To the Editor,

We read the publication on “Transforming growth factor beta (TGFβ) receptor II (TGFBR2) promoter region polymorphism in Brazilian breast cancer (BC) patients: association with susceptibility, clinicopathological features, and interaction with TGFB1 haplotypes.” with a great interest [1]. Vitiello et al. concluded that G-875A is a protective factor against BC, especially from luminal-A subtype, but may promote anaplasia in established tumors, consistent with TGFβ signaling roles in BC [1]. Indeed, the effect of genetic factor on BC is possible. The identified effect of G-875A might be modified by other genetic and non-genetic factor; therefore, the confounding effect of TGFβ1can be expected. Nevertheless, the isolated effect of G-875A polymorphism might be explainable via molecular change analysis. Based on the quantum molecular calculation technique as presented in the previous reports [2,3,4], the molecular weight change due to G-875A polymorphism is equal to − 16 g/Mol (151.13 g/Mol to 135.13 g/Mol).

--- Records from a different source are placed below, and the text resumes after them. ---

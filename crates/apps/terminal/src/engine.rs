//! Headless interpreter and transcript for the novelty terminal.

/// First transcript line of every new terminal window.
pub const WELCOME_BANNER: &str = "Welcome to BabyWen Terminal.";

/// Oldest lines are dropped once the transcript grows past this many entries.
pub const MAX_TRANSCRIPT_LINES: usize = 200;

#[derive(Debug, Clone, PartialEq, Eq)]
/// Result of interpreting one submitted command.
pub enum CommandReply {
    /// Append a single output line.
    Line(String),
    /// Erase the transcript.
    Clear,
}

/// Interprets a command. Matching ignores case; whitespace is part of the command.
pub fn interpret(command: &str) -> CommandReply {
    let reply = match command.to_lowercase().as_str() {
        "test" => "test",
        "hello" => "Hello, BabyWen enthusiast!",
        "babywen" => "BabyWen is the future of decentralized finance!",
        "moon" => "To the moon and beyond! \u{1F680}\u{1F315}",
        "clear" => return CommandReply::Clear,
        _ => return CommandReply::Line(format!("Command not found: {command}")),
    };
    CommandReply::Line(reply.to_string())
}

#[derive(Debug, Clone, PartialEq, Eq)]
/// Transcript of one terminal window.
pub struct TerminalSession {
    lines: Vec<String>,
}

impl Default for TerminalSession {
    fn default() -> Self {
        Self {
            lines: vec![WELCOME_BANNER.to_string()],
        }
    }
}

impl TerminalSession {
    /// Echoes `command` as a prompt line and applies its reply.
    pub fn submit(&mut self, command: &str) {
        self.lines.push(format!("$ {command}"));
        match interpret(command) {
            CommandReply::Line(line) => self.lines.push(line),
            CommandReply::Clear => self.lines.clear(),
        }
        if self.lines.len() > MAX_TRANSCRIPT_LINES {
            let overflow = self.lines.len() - MAX_TRANSCRIPT_LINES;
            self.lines.drain(..overflow);
        }
    }

    /// Lines in display order.
    pub fn lines(&self) -> &[String] {
        &self.lines
    }
}
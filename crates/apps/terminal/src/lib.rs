//! Terminal desktop app: a novelty command interpreter rendered as a scrolling transcript.

#![warn(missing_docs, rustdoc::broken_intra_doc_links)]

mod engine;

use std::{cell::RefCell, rc::Rc};

use desktop_app_contract::{AppContent, AppMountContext, ApplicationId};
use leptos::ev::KeyboardEvent;
use leptos::*;

pub use engine::{interpret, CommandReply, TerminalSession, MAX_TRANSCRIPT_LINES, WELCOME_BANNER};

/// Window content for the terminal app.
///
/// The transcript lives here rather than in the mounted view, so remounting a window body keeps
/// its history.
pub struct TerminalContent {
    app_id: ApplicationId,
    session: Rc<RefCell<TerminalSession>>,
}

impl TerminalContent {
    /// Content factory registered in the desktop app catalog.
    pub fn create(app_id: ApplicationId) -> Rc<dyn AppContent> {
        Rc::new(Self {
            app_id,
            session: Rc::new(RefCell::new(TerminalSession::default())),
        })
    }
}

impl AppContent for TerminalContent {
    fn application_id(&self) -> &ApplicationId {
        &self.app_id
    }

    fn mount(&self, _context: AppMountContext) -> View {
        view! { <TerminalApp session=self.session.clone() /> }.into_view()
    }
}

#[component]
fn TerminalApp(session: Rc<RefCell<TerminalSession>>) -> impl IntoView {
    let lines = create_rw_signal(session.borrow().lines().to_vec());
    let input = create_rw_signal(String::new());
    let screen = create_node_ref::<html::Div>();
    let session = store_value(session);

    let submit = move || {
        let command = input.get_untracked();
        input.set(String::new());
        let transcript = session.with_value(|session| {
            let mut session = session.borrow_mut();
            session.submit(&command);
            session.lines().to_vec()
        });
        lines.set(transcript);
    };

    create_effect(move |_| {
        lines.track();
        if let Some(screen) = screen.get() {
            screen.set_scroll_top(screen.scroll_height());
        }
    });

    let indexed_lines = move || lines.get().into_iter().enumerate().collect::<Vec<_>>();

    view! {
        <div class="app-shell app-terminal-shell">
            <div class="terminal-screen" role="log" aria-live="polite" node_ref=screen>
                <For each=indexed_lines key=|(idx, line)| (*idx, line.clone()) let:entry>
                    <div class="terminal-line">{entry.1}</div>
                </For>
            </div>
            <div class="terminal-input-row">
                <span class="terminal-prompt" aria-hidden="true">"$"</span>
                <input
                    class="terminal-input"
                    type="text"
                    aria-label="Terminal command"
                    prop:value=move || input.get()
                    on:input=move |ev| input.set(event_target_value(&ev))
                    on:keydown=move |ev: KeyboardEvent| {
                        if ev.key() == "Enter" {
                            ev.prevent_default();
                            submit();
                        }
                    }
                    autofocus=true
                    autocomplete="off"
                    spellcheck="false"
                />
            </div>
        </div>
    }
}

Similar to the described pathogenesis in other medical disorders [2,3,4], the G-875A variant will result in a less expression of TGFBR2, which further imply a less amount of growth factor to stimulating BC carcinogenesis. This result is concordant with the previous report by Barlow et al. that a higher expression of TGFBR2 is associated with a poorer prognosis of breast tumor [5].